Как я играл в тот вечер — не помню; удивляюсь теперь только, как я мог помнить тогда свою роль. Возвратясь из театра, я нашел умирающее дитя мое еще дышащим; но через час мы с женою приняли ее последний вздох. На утро, когда ребенка обмыли и положили на стол, бедная жена моя, с рыданием, обливала слезами холодный труп милой дочери. Я плакал вместе с нею, но чтоб несколько успокоить, сказал ей:
— Друг мой, не ропщи на Провидение и покорись воле божией. Может быть, это, точно, жертва искупления. Ты помнишь свои благородные и страшные слова; ты сама вызвалась принести эту жертву для моего первенца. Может быть, судьба подслушала тебя и послала тебе испытание.
Она пожала мою руку и сказала мне:
— Да, да, я их помню; я не ропщу, я постараюсь быть тверже, постараюсь удержать свои слезы, — но ведь это первая моя потеря! — и рыдания заглушили ее слова.
Глава VIII
Димитрий Тимофеевич Ленский. — Шутка Сосницкого. — Письмо Ленского.

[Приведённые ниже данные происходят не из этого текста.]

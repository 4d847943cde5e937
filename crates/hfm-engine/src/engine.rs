//! Execution engine.
//!
//! The [`Engine`] drives a [`Program`] to completion against the
//! interpreters of an [`InterpreterRegistry`].
//!
//! # Runtime Loop
//!
//! ```text
//! loop {
//!     Done(value)  → apply the next pending bound function,
//!                    or return value when none is left
//!     Step(cmd, k) → push k onto pending, then
//!         1. cancellation / step budget check
//!         2. resolve interpreter (first step of this level only)
//!         3. notify observers
//!         4. Algebra::dispatch → interpreter → continuation
//!         5. continue with the next node
//! }
//! ```
//!
//! The loop is a trampoline: one iteration per step or bound function,
//! so neither program length nor the way binds are grouped grows the
//! call stack. Child programs embedded in a command run
//! through the same loop one level deeper.
//!
//! # Failure
//!
//! Any failure ends the run at that step. The continuation of the failing
//! step is dropped unused and later commands are never dispatched.

use crate::algebra::Algebra;
use crate::config::{EngineSettings, HfmConfig};
use crate::context::StepContext;
use crate::error::{ExecutionError, FailureCause, StepFrame};
use crate::observer::{CancelToken, ExecutionObserver};
use crate::policy::FailurePolicy;
use crate::program::{unerase, Bound, Node, Program};
use crate::registry::InterpreterRegistry;
use hfm_types::{AlgebraId, RunId};
use std::collections::BTreeMap;
use std::sync::Arc;
use tracing::{debug, trace, warn};

/// Drives programs against an interpreter registry.
///
/// An engine holds no interpreter and no program state; the same engine
/// can run any number of programs, concurrently, against different
/// registries.
///
/// # Example
///
/// ```
/// use hfm_engine::testing::{Probe, ScriptedProbe};
/// use hfm_engine::{Engine, InterpreterRegistry};
/// use std::sync::Arc;
///
/// let program = Probe::emit(1).bind(|a| Probe::emit(a + 1));
/// let registry = InterpreterRegistry::new().with::<Probe>(Arc::new(ScriptedProbe::new()));
///
/// let value = Engine::new().execute(program, &registry)?;
/// assert_eq!(value, 2);
/// # Ok::<(), hfm_engine::ExecutionError>(())
/// ```
#[derive(Clone, Default)]
pub struct Engine {
    settings: EngineSettings,
    policies: BTreeMap<String, FailurePolicy>,
    observers: Vec<Arc<dyn ExecutionObserver>>,
    cancel: CancelToken,
}

impl Engine {
    /// Creates an engine with default settings.
    #[must_use]
    pub fn new() -> Self {
        Self::default()
    }

    /// Creates an engine from loaded configuration.
    #[must_use]
    pub fn from_config(config: &HfmConfig) -> Self {
        Self {
            settings: config.engine.clone(),
            policies: config.policies.clone(),
            ..Self::default()
        }
    }

    /// Replaces the engine settings.
    #[must_use]
    pub fn with_settings(mut self, settings: EngineSettings) -> Self {
        self.settings = settings;
        self
    }

    /// Sets the failure policy for supervised children of algebra `A`.
    #[must_use]
    pub fn with_policy<A: Algebra>(mut self, policy: FailurePolicy) -> Self {
        self.policies.insert(A::NAME.to_string(), policy);
        self
    }

    /// Adds an observer.
    #[must_use]
    pub fn with_observer(mut self, observer: Arc<dyn ExecutionObserver>) -> Self {
        self.observers.push(observer);
        self
    }

    /// Uses `token` for cancellation.
    #[must_use]
    pub fn with_cancel_token(mut self, token: CancelToken) -> Self {
        self.cancel = token;
        self
    }

    /// Returns a handle that cancels runs of this engine.
    #[must_use]
    pub fn cancel_token(&self) -> CancelToken {
        self.cancel.clone()
    }

    /// Returns the engine settings.
    #[must_use]
    pub fn settings(&self) -> &EngineSettings {
        &self.settings
    }

    /// Returns the failure policy configured for `algebra`.
    #[must_use]
    pub fn policy_for(&self, algebra: AlgebraId) -> FailurePolicy {
        self.policies
            .get(algebra.name())
            .copied()
            .unwrap_or_default()
    }

    /// Runs `program` with the default binding for `A`.
    ///
    /// # Errors
    ///
    /// Returns [`ExecutionError`] identifying the failing step when an
    /// interpreter fails, an algebra is unbound, a child program fails,
    /// the run is cancelled, or a limit is exceeded.
    pub fn execute<A: Algebra, T: Send + 'static>(
        &self,
        program: Program<A, T>,
        registry: &InterpreterRegistry,
    ) -> Result<T, ExecutionError> {
        self.run_root(program, registry, None)
    }

    /// Runs `program` with the interpreter bound for `A` under `selector`.
    ///
    /// # Errors
    ///
    /// Same as [`execute`](Self::execute).
    pub fn execute_as<A: Algebra, T: Send + 'static>(
        &self,
        selector: &str,
        program: Program<A, T>,
        registry: &InterpreterRegistry,
    ) -> Result<T, ExecutionError> {
        self.run_root(program, registry, Some(selector))
    }

    fn run_root<A: Algebra, T: Send + 'static>(
        &self,
        program: Program<A, T>,
        registry: &InterpreterRegistry,
        selector: Option<&str>,
    ) -> Result<T, ExecutionError> {
        let run = RunId::new();
        let _span = tracing::debug_span!("hfm_run", run = %run, algebra = A::NAME).entered();
        debug!(selector = ?selector, "run started");

        let mut steps = 0;
        let result = self.drive(program, registry, selector, run, 0, &mut steps);

        match &result {
            Ok(_) => {
                debug!(steps, "run completed");
                for observer in &self.observers {
                    observer.on_complete(run, steps);
                }
            }
            Err(err) => {
                warn!(code = %hfm_types::ErrorCode::code(err), error = %err, "run failed");
                for observer in &self.observers {
                    observer.on_failure(err);
                }
            }
        }

        result
    }

    /// Trampoline over one program level.
    ///
    /// Functions bound after a step wait on `pending` until the step's
    /// value is ready, so binding depth never reaches the call stack.
    /// `steps` receives the number of commands dispatched at this level.
    pub(crate) fn drive<A: Algebra, T: Send + 'static>(
        &self,
        program: Program<A, T>,
        registry: &InterpreterRegistry,
        selector: Option<&str>,
        run: RunId,
        depth: usize,
        steps: &mut usize,
    ) -> Result<T, ExecutionError> {
        let mut current = program.into_node();
        let mut pending: Vec<Bound<A>> = Vec::new();
        let mut interpreter: Option<Arc<A::Interpreter>> = None;
        let mut index = 0;

        loop {
            let command = match current {
                Node::Done(value) => match pending.pop() {
                    Some(next) => {
                        current = next(value);
                        continue;
                    }
                    None => {
                        *steps = index;
                        return Ok(unerase(value));
                    }
                },
                Node::Step(command, bound) => {
                    pending.extend(bound.into_iter().rev());
                    command
                }
            };

            let frame = StepFrame {
                run,
                depth,
                index,
                command: A::describe::<Node<A>>(&command),
            };

            if self.cancel.is_cancelled() {
                return Err(ExecutionError::new(frame, FailureCause::Cancelled));
            }

            let limit = self.settings.max_steps;
            if limit > 0 && index >= limit {
                return Err(ExecutionError::new(
                    frame,
                    FailureCause::StepLimitExceeded { limit },
                ));
            }

            let bound = match interpreter.as_ref() {
                Some(bound) => Arc::clone(bound),
                None => match registry.resolve::<A>(selector) {
                    Ok(resolved) => {
                        interpreter = Some(Arc::clone(&resolved));
                        resolved
                    }
                    Err(unbound) => return Err(ExecutionError::new(frame, unbound.into())),
                },
            };

            if self.settings.trace_commands {
                trace!(depth, index, command = %frame.command, "dispatch");
            }
            for observer in &self.observers {
                observer.on_dispatch(&frame);
            }

            let cx = StepContext::new(self, registry, &*bound, &frame);
            match A::dispatch::<Node<A>>(*command, &cx) {
                Ok(next) => {
                    current = next;
                    index += 1;
                }
                Err(cause) => {
                    debug!(depth, index, command = %frame.command, cause = %cause, "step failed");
                    return Err(ExecutionError::new(frame, cause));
                }
            }
        }
    }
}

impl std::fmt::Debug for Engine {
    fn fmt(&self, f: &mut std::fmt::Formatter<'_>) -> std::fmt::Result {
        f.debug_struct("Engine")
            .field("settings", &self.settings)
            .field("policies", &self.policies)
            .field("observers", &self.observers.len())
            .field("cancelled", &self.cancel.is_cancelled())
            .finish()
    }
}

В конце 1830-х годов приехал в первый раз в Петербург Димитрий Тимофеевич Ленский (известный в то время остряк и переводчик-водевилист). Года за полтора до того мы с ним заочно познакомились: я посылал ему в Москву, для его бенефисов, мои пьесы; а он взаимно предлагал мне свои; мы даже вели с ним постоянную переписку, но не знали друг друга в лицо (тогда, разумеется, еще не было фотографии, не было также и литографических наших портретов). Сосницкий подговорил меня разыграть с ним знакомых незнакомцев; он предупредил меня, что когда Ленский будет у него обедать, он позовет тоже и меня, но только непременно выдаст меня за другого. Сосницкий жил, тогда на Крюковом канале, против Никольской церкви. В условный день и час, когда Ленский пришел к нему и собрались гости, Сосницкий послал за мною (моя квартира была тогда не далеко от него). Это было в летнюю пору; он с Ленским и с некоторыми из наших товарищей стоял на балконе; я прохожу мимо, Сосницкий кричит мне:
— Андрей Иванович, Андрей Иванович! что вы у меня давно не были? — зайдите пожалуйста!